1 Maggio 2013

L’amministratore del condominio minimo può agire senza mandato per il recupero dei crediti


Anche nel condominio minimo l’amministratore può promuovere azione giudiziaria, in assenza di un mandato specifico, per recuperare le spese non corrisposte da uno dei due proprietari.

È quanto affermato dalla Corte di cassazione che, con la sentenza n. 10184 del 30 aprile 2013, ha respinto il ricorso di un amministratore.

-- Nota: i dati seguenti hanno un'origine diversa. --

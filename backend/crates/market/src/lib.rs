//! Market (Listings) Backend Module
//!
//! Clean Architecture structure:
//! - `domain/` - Entities, value objects, comment threading, repository traits
//! - `application/` - Use cases
//! - `infra/` - Database implementations
//! - `presentation/` - HTTP handlers, DTOs, routers
//!
//! ## Features
//! - Listing creation/editing/search with images
//! - Like toggling guarded by a pair uniqueness constraint
//! - Two-level comment threads with author-only deletion
//! - Status lifecycle (FOR_SALE / RESERVED / SOLD_OUT), seller-only
//! - Admin moderation (user and listing removal)
//!
//! ## Invariants
//! - A product and its images are created in one transaction
//! - Deletions remove dependents in a fixed order: images, likes,
//!   comments, then the product row

pub mod application;
pub mod domain;
pub mod error;
pub mod infra;
pub mod presentation;

// Re-exports for convenience
pub use error::{MarketError, MarketResult};
pub use infra::postgres::PgMarketRepository;
pub use presentation::router::{admin_router, product_router};

// Re-export kernel error types for unified error handling
pub use kernel::error::{
    app_error::{AppError, AppResult},
    kind::ErrorKind,
};

// Convenience re-exports
pub mod models {
    pub use crate::domain::comment_thread::*;
    pub use crate::domain::entity::*;
    pub use crate::domain::value_object::*;
    pub use crate::presentation::dto::*;
}

pub mod handlers {
    pub use crate::presentation::handlers::*;
}

pub mod store {
    pub use crate::infra::postgres::PgMarketRepository as MarketStore;
}

pub mod router {
    pub use crate::presentation::router::*;
}

#[cfg(test)]
mod tests;
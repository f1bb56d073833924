//! Auth (Authentication) Backend Module
//!
//! Clean Architecture structure:
//! - `domain/` - Entities, value objects, repository traits, authorization guard
//! - `application/` - Use cases and application services
//! - `infra/` - Database implementations
//! - `presentation/` - HTTP handlers, DTOs, router, middleware
//!
//! ## Features
//! - User registration/login with email + password
//! - Server-side sessions with HMAC-signed cookie tokens
//! - Caller identity resolution for every request
//! - Capability-based authorization (authenticated / owner / admin)
//! - Self-service profile editing
//!
//! ## Security Model
//! - Passwords hashed with Argon2id, 12-character minimum
//! - "Unknown email" and "wrong password" are indistinguishable to callers
//! - Sessions destroyed server-side before the cookie is cleared

pub mod application;
pub mod domain;
pub mod error;
pub mod infra;
pub mod presentation;

// Re-exports for convenience
pub use application::config::AuthConfig;
pub use domain::entity::identity::Identity;
pub use domain::guard::{Capability, Denial, authorize, authorize_owner_or_admin};
pub use domain::value_object::user_id::UserId;
pub use error::{AuthError, AuthResult};
pub use infra::postgres::PgAuthRepository;
pub use presentation::router::{auth_router, user_router};

// Re-export kernel error types for unified error handling
pub use kernel::error::{
    app_error::{AppError, AppResult},
    kind::ErrorKind,
};

// Convenience re-exports
pub mod config {
    pub use crate::application::config::*;
}

pub mod models {
    pub use crate::domain::entity::*;
    pub use crate::domain::value_object::*;
    pub use crate::presentation::dto::*;
}

pub mod handlers {
    pub use crate::presentation::handlers::*;
}

pub mod store {
    pub use crate::infra::postgres::PgAuthRepository as AuthStore;
}

pub mod router {
    pub use crate::presentation::router::*;
}

pub mod middleware {
    pub use crate::presentation::middleware::*;
}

A citarlo in causa uno dei due proprietari che aveva dovuto saldare anche i debiti dell’altra, la sorella. Per questo aveva chiesto il risarcimento all’amministratore dell’epoca. Questo si era difeso sostenendo in primo luogo che nel condominio minimo il vertice senza mandato non può agire in giudizio per ottenere decreto ingiuntivo. In secondo luogo aveva sostenuto che all’epoca dei fatti lui non era stato ancora formalmente nominato.

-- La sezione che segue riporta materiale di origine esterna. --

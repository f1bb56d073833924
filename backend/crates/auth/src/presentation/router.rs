//! Auth Routers

use axum::{
    Router,
    routing::{get, post},
};
use std::sync::Arc;

use crate::application::config::AuthConfig;
use crate::domain::repository::{SessionRepository, UserRepository};
use crate::infra::postgres::PgAuthRepository;
use crate::presentation::handlers::{self, AuthAppState};

/// Create the /auth router with PostgreSQL repository
pub fn auth_router(repo: PgAuthRepository, config: AuthConfig) -> Router {
    auth_router_generic(repo, config)
}

/// Create a generic /auth router for any repository implementation
pub fn auth_router_generic<R>(repo: R, config: AuthConfig) -> Router
where
    R: UserRepository + SessionRepository + Clone + Send + Sync + 'static,
{
    let state = AuthAppState {
        repo: Arc::new(repo),
        config: Arc::new(config),
    };

    Router::new()
        .route("/join", post(handlers::join::<R>))
        .route("/login", post(handlers::login::<R>))
        .route("/logout", get(handlers::logout::<R>))
        .route("/status", get(handlers::session_status::<R>))
        .with_state(state)
}

/// Create the /user router with PostgreSQL repository
///
/// The caller must layer `load_identity` (and usually `require_identity`)
/// in front of this router.
pub fn user_router(repo: PgAuthRepository, config: AuthConfig) -> Router {
    user_router_generic(repo, config)
}

/// Create a generic /user router for any repository implementation
pub fn user_router_generic<R>(repo: R, config: AuthConfig) -> Router
where
    R: UserRepository + SessionRepository + Clone + Send + Sync + 'static,
{
    let state = AuthAppState {
        repo: Arc::new(repo),
        config: Arc::new(config),
    };

    Router::new()
        .route("/profile", get(handlers::profile::<R>))
        .route("/edit", post(handlers::edit_profile::<R>))
        .with_state(state)
}
//! Query-String Percent Encoding
//!
//! Minimal application/x-www-form-urlencoded style encoding for values
//! embedded in redirect query strings (e.g. a `returnTo` path).

/// Percent-encode a string for use as a query-string value.
///
/// Unreserved characters (RFC 3986) pass through; everything else is
/// encoded byte-wise as `%XX`.
pub fn percent_encode(input: &str) -> String {
    let mut out = String::with_capacity(input.len());
    for byte in input.bytes() {
        match byte {
            b'A'..=b'Z' | b'a'..=b'z' | b'0'..=b'9' | b'-' | b'.' | b'_' | b'~' => {
                out.push(byte as char)
            }
            _ => {
                out.push('%');
                out.push_str(&format!("{:02X}", byte));
            }
        }
    }
    out
}

/// Decode a percent-encoded query-string value.
///
/// Invalid escapes are passed through untouched rather than failing, since
/// the decoded value is only ever used as a redirect target that gets
/// validated separately.
pub fn percent_decode(input: &str) -> String {
    let bytes = input.as_bytes();
    let mut out = Vec::with_capacity(bytes.len());
    let mut i = 0;
    while i < bytes.len() {
        if bytes[i] == b'%' {
            if let (Some(hi), Some(lo)) = (
                bytes.get(i + 1).and_then(|b| (*b as char).to_digit(16)),
                bytes.get(i + 2).and_then(|b| (*b as char).to_digit(16)),
            ) {
                out.push((hi * 16 + lo) as u8);
                i += 3;
                continue;
            }
        }
        if bytes[i] == b'+' {
            out.push(b' ');
        } else {
            out.push(bytes[i]);
        }
        i += 1;
    }
    String::from_utf8_lossy(&out).into_owned()
}
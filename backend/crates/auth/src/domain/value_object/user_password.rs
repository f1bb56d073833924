//! User Password Value Object
//!
//! Domain value objects for user passwords. Delegates all cryptographic
//! work to `platform::password` (Argon2id, NFKC normalization,
//! zeroization). The password hash never leaves this crate: [`UserPassword`]
//! is constructed from user input or the database and only its PHC string
//! is handed to the repository layer.

use kernel::error::app_error::{AppError, AppResult};
use platform::password::{ClearTextPassword, HashedPassword, PasswordHashError};
use std::fmt;

// ============================================================================
// Raw Password (User Input)
// ============================================================================

/// Raw password from user input
///
/// Memory is automatically zeroized when dropped.
pub struct RawPassword(ClearTextPassword);

impl RawPassword {
    /// Create a new raw password with policy validation
    ///
    /// Policy: 12-128 Unicode code points, not empty/whitespace, no
    /// control characters, NFKC normalized.
    pub fn new(raw: String) -> AppResult<Self> {
        let clear_text =
            ClearTextPassword::new(raw).map_err(|e| AppError::bad_request(e.to_string()))?;

        Ok(Self(clear_text))
    }

    pub(crate) fn inner(&self) -> &ClearTextPassword {
        &self.0
    }
}

impl fmt::Debug for RawPassword {
    fn fmt(&self, f: &mut fmt::Formatter<'_>) -> fmt::Result {
        f.debug_tuple("RawPassword").field(&"[REDACTED]").finish()
    }
}

// ============================================================================
// User Password (Hashed, for storage)
// ============================================================================

/// Hashed user password for database storage (Argon2id PHC string)
#[derive(Clone, PartialEq, Eq)]
pub struct UserPassword(HashedPassword);

impl UserPassword {
    /// Create from raw password by hashing
    pub fn from_raw(raw: &RawPassword) -> AppResult<Self> {
        let hashed = raw.inner().hash().map_err(|e| match e {
            PasswordHashError::HashingFailed(msg) => {
                AppError::internal(format!("Password hashing failed: {}", msg))
            }
            _ => AppError::internal("Unexpected error during password hashing"),
        })?;

        Ok(Self(hashed))
    }

    /// Create from PHC string (from database)
    pub fn from_phc_string(phc_string: impl Into<String>) -> AppResult<Self> {
        let hashed = HashedPassword::from_phc_string(phc_string)
            .map_err(|_| AppError::internal("Invalid password hash in database"))?;

        Ok(Self(hashed))
    }

    /// Get PHC string for database storage
    pub fn as_phc_string(&self) -> &str {
        self.0.as_phc_string()
    }

    /// Verify a raw password against this hash (constant-time)
    pub fn verify(&self, raw: &RawPassword) -> bool {
        self.0.verify(raw.inner())
    }
}

impl fmt::Debug for UserPassword {
    fn fmt(&self, f: &mut fmt::Formatter<'_>) -> fmt::Result {
        f.debug_struct("UserPassword")
            .field("hash", &"[HASH]")
            .finish()
    }
}

impl fmt::Display for UserPassword {
    fn fmt(&self, f: &mut fmt::Formatter<'_>) -> fmt::Result {
        write!(f, "[HASHED_PASSWORD]")
    }
}

// ============================================================================
// Tests
// ============================================================================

Il Collegio di legittimità ha respinto la prima tesi difensiva spiegando che la disciplina dettata dal codice civile per il condominio di edifici trova applicazione anche in caso di condominio minimo, cioè di condominio composto da due soli partecipanti, tanto con riguardo alle disposizioni che regolamentano la sua organizzazione interna, non rappresentando un ostacolo l’impossibilità di applicare, in tema di funzionamento dell’assemblea, il principio maggioritario, atteso che nessuna norma vieta che le decisioni vengano assunte con un criterio diverso, nella specie all’unanimità, quanto, a fortiori, con riferimento alle norme che regolamentano le situazioni soggettive dei partecipanti, tra cui quella che disciplina il diritto al rimborso delle spese fatte per la conservazione delle cose comuni.

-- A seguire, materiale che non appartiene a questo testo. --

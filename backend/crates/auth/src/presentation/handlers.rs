//! HTTP Handlers

use axum::extract::State;
use axum::http::{HeaderMap, StatusCode, header};
use axum::response::{IntoResponse, Redirect, Response};
use axum::{Extension, Form, Json};
use platform::cookie::CookieConfig;
use platform::encode::percent_encode;
use std::sync::Arc;

use crate::application::config::AuthConfig;
use crate::application::{
    CheckSessionUseCase, RegisterInput, RegisterUseCase, SignInInput, SignInUseCase,
    SignOutUseCase, UpdateProfileInput, UpdateProfileUseCase,
};
use crate::domain::repository::{SessionRepository, UserRepository};
use crate::error::{AuthError, AuthResult};
use crate::presentation::dto::{
    EditProfileRequest, JoinRequest, JoinResponse, LoginRequest, LoginResponse, ProfileResponse,
    SessionStatusResponse, SuccessResponse,
};
use crate::presentation::middleware::{CurrentIdentity, wants_json};

/// Shared state for auth handlers
#[derive(Clone)]
pub struct AuthAppState<R>
where
    R: UserRepository + SessionRepository + Clone + Send + Sync + 'static,
{
    pub repo: Arc<R>,
    pub config: Arc<AuthConfig>,
}

/// Default page after login when no returnTo was carried
const DEFAULT_AFTER_LOGIN: &str = "/product/list";

// ============================================================================
// Join (registration)
// ============================================================================

/// POST /auth/join
pub async fn join<R>(
    State(state): State<AuthAppState<R>>,
    headers: HeaderMap,
    Form(req): Form<JoinRequest>,
) -> Response
where
    R: UserRepository + SessionRepository + Clone + Send + Sync + 'static,
{
    let use_case = RegisterUseCase::new(state.repo.clone());

    // Keep the submitted email around for the failure redirect
    let submitted_email = req.email.clone();

    let input = RegisterInput {
        email: req.email,
        password: req.password,
        password_confirm: req.password_confirm,
        display_name: req.display_name,
        campus: req.campus,
    };

    match use_case.execute(input).await {
        Ok(output) => {
            if wants_json(&headers) {
                Json(JoinResponse {
                    public_id: output.public_id,
                })
                .into_response()
            } else {
                Redirect::to("/auth/login?joined=1").into_response()
            }
        }
        Err(err) => {
            if wants_json(&headers) {
                err.into_response()
            } else {
                // Re-present the form with the error and the email preserved
                let message = err.to_app_error().message().to_string();
                Redirect::to(&format!(
                    "/auth/login?join=1&error={}&email={}",
                    percent_encode(&message),
                    percent_encode(&submitted_email)
                ))
                .into_response()
            }
        }
    }
}

// ============================================================================
// Login
// ============================================================================

/// POST /auth/login
pub async fn login<R>(
    State(state): State<AuthAppState<R>>,
    headers: HeaderMap,
    Form(req): Form<LoginRequest>,
) -> Response
where
    R: UserRepository + SessionRepository + Clone + Send + Sync + 'static,
{
    let use_case = SignInUseCase::new(
        state.repo.clone(),
        state.repo.clone(),
        state.config.clone(),
    );

    let submitted_email = req.email.clone();
    let return_to = sanitize_return_to(req.return_to.as_deref());

    let input = SignInInput {
        email: req.email,
        password: req.password,
    };

    match use_case.execute(input).await {
        Ok(output) => {
            let cookie = build_session_cookie(&state.config, &output.session_token);

            if wants_json(&headers) {
                (
                    StatusCode::OK,
                    [(header::SET_COOKIE, cookie)],
                    Json(LoginResponse {
                        public_id: output.public_id,
                        display_name: output.display_name,
                        is_admin: output.is_admin,
                    }),
                )
                    .into_response()
            } else {
                let target = return_to.unwrap_or_else(|| DEFAULT_AFTER_LOGIN.to_string());
                (
                    [(header::SET_COOKIE, cookie)],
                    Redirect::to(&target),
                )
                    .into_response()
            }
        }
        Err(err) => {
            if wants_json(&headers) {
                err.into_response()
            } else {
                let message = err.to_app_error().message().to_string();
                Redirect::to(&format!(
                    "/auth/login?error={}&email={}",
                    percent_encode(&message),
                    percent_encode(&submitted_email)
                ))
                .into_response()
            }
        }
    }
}

/// A returnTo is honored only if it is a local path outside /auth
fn sanitize_return_to(return_to: Option<&str>) -> Option<String> {
    let return_to = return_to?;
    if return_to.starts_with('/')
        && !return_to.starts_with("//")
        && !return_to.starts_with("/auth")
    {
        Some(return_to.to_string())
    } else {
        None
    }
}

// ============================================================================
// Logout
// ============================================================================

/// GET /auth/logout
///
/// The session row is destroyed server-side before the cookie is cleared;
/// the clear happens regardless of how the destroy went.
pub async fn logout<R>(
    State(state): State<AuthAppState<R>>,
    headers: HeaderMap,
) -> Response
where
    R: UserRepository + SessionRepository + Clone + Send + Sync + 'static,
{
    let token =
        platform::cookie::extract_cookie(&headers, &state.config.session_cookie_name);

    if let Some(token) = token {
        let use_case = SignOutUseCase::new(state.repo.clone(), state.config.clone());
        if let Err(err) = use_case.execute(&token).await {
            tracing::warn!(error = %err, "Logout session destroy failed");
        }
    }

    let cookie = build_clear_cookie(&state.config);

    ([(header::SET_COOKIE, cookie)], Redirect::to("/")).into_response()
}

// ============================================================================
// Session Status
// ============================================================================

/// GET /auth/status
pub async fn session_status<R>(
    State(state): State<AuthAppState<R>>,
    headers: HeaderMap,
) -> AuthResult<Json<SessionStatusResponse>>
where
    R: UserRepository + SessionRepository + Clone + Send + Sync + 'static,
{
    let token =
        platform::cookie::extract_cookie(&headers, &state.config.session_cookie_name);

    let use_case = CheckSessionUseCase::new(
        state.repo.clone(),
        state.repo.clone(),
        state.config.clone(),
    );

    let user = match token {
        Some(token) => use_case.resolve_user(&token).await.ok(),
        None => None,
    };

    match user {
        Some(user) => Ok(Json(SessionStatusResponse {
            authenticated: true,
            public_id: Some(user.public_id.to_string()),
            display_name: Some(user.display_name.as_str().to_string()),
            is_admin: Some(user.is_admin),
        })),
        None => Ok(Json(SessionStatusResponse {
            authenticated: false,
            public_id: None,
            display_name: None,
            is_admin: None,
        })),
    }
}

// ============================================================================
// Profile
// ============================================================================

/// GET /user/profile
pub async fn profile<R>(
    State(state): State<AuthAppState<R>>,
    Extension(current): Extension<CurrentIdentity>,
) -> AuthResult<Json<ProfileResponse>>
where
    R: UserRepository + SessionRepository + Clone + Send + Sync + 'static,
{
    let identity = current.0.ok_or(AuthError::Unauthenticated)?;

    // Qualified call - both repository traits expose a find_by_id
    let user = UserRepository::find_by_id(state.repo.as_ref(), &identity.user_id)
        .await?
        .ok_or(AuthError::UserNotFound)?;

    Ok(Json(ProfileResponse {
        public_id: user.public_id.to_string(),
        email: user.email.as_str().to_string(),
        display_name: user.display_name.as_str().to_string(),
        campus: user.campus,
        profile_image_path: user.profile_image_path,
        is_admin: user.is_admin,
        created_at_ms: user.created_at.timestamp_millis(),
    }))
}

/// POST /user/edit
pub async fn edit_profile<R>(
    State(state): State<AuthAppState<R>>,
    Extension(current): Extension<CurrentIdentity>,
    headers: HeaderMap,
    Form(req): Form<EditProfileRequest>,
) -> Response
where
    R: UserRepository + SessionRepository + Clone + Send + Sync + 'static,
{
    let use_case = UpdateProfileUseCase::new(state.repo.clone());

    let input = UpdateProfileInput {
        display_name: req.display_name,
        campus: req.campus,
    };

    match use_case.execute(current.0.as_ref(), input).await {
        Ok(()) => {
            if wants_json(&headers) {
                Json(SuccessResponse { success: true }).into_response()
            } else {
                Redirect::to("/user/profile?success=1").into_response()
            }
        }
        Err(err) => {
            if wants_json(&headers) {
                err.into_response()
            } else {
                let message = err.to_app_error().message().to_string();
                Redirect::to(&format!(
                    "/user/profile?edit=true&error={}",
                    percent_encode(&message)
                ))
                .into_response()
            }
        }
    }
}

// ============================================================================
// Helper Functions
// ============================================================================

fn session_cookie_config(config: &AuthConfig, max_age_secs: Option<i64>) -> CookieConfig {
    CookieConfig {
        name: config.session_cookie_name.clone(),
        secure: config.cookie_secure,
        http_only: true,
        same_site: config.cookie_same_site,
        path: "/".to_string(),
        max_age_secs,
    }
}

fn build_session_cookie(config: &AuthConfig, token: &str) -> String {
    session_cookie_config(config, Some(config.session_ttl.as_secs() as i64))
        .build_set_cookie(token)
}

fn build_clear_cookie(config: &AuthConfig) -> String {
    session_cookie_config(config, None).build_delete_cookie()
}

Sul secondo fronte la Cassazione ha ritenuto insufficiente a provare la nomina dell’amministratore il giuramento decisorio del condomino ingiungente: sul punto la sentenza chiarisce che il giuramento in entrambe le ipotesi previste dalla legge (decisorio e suppletorio/estimatorio: art. 2736 c.c.), consiste in una dichiarazione di verità o di scienza, la quale, come si ricava dall’art. 2739, cpv. c.c., ha ad oggetto un fatto proprio della parte cui è deferito, ovvero un fatto comune ad entrambe le parti, nel qual caso esso è riferibile, ovvero ancora la conoscenza di un fatto altrui. In ogni caso, il factum probandum deve essere inteso in senso storico ed oggettivo, esclusi, pertanto, i fatti che coinvolgano in modo diretto l’esistenza o l’inesistenza di un rapporto o di una situazione soggettiva. In altri termini, il giuramento – sia esso decisorio o suppletorio – non può essere deferito al fine ai ottenere dichiarazioni sull’esistenza o inesistenza di un rapporto giuridico o di una situazione giuridica, né per provocare l’espressione di apprezzamenti od opinioni, specialmente se questi comportino la valutazione di situazioni giuridiche; infatti, la sua formula deve avere ad oggetto circostanze specifiche, percepibili dal giurante con i sensi o con l’intelligenza, cioè fatti storici.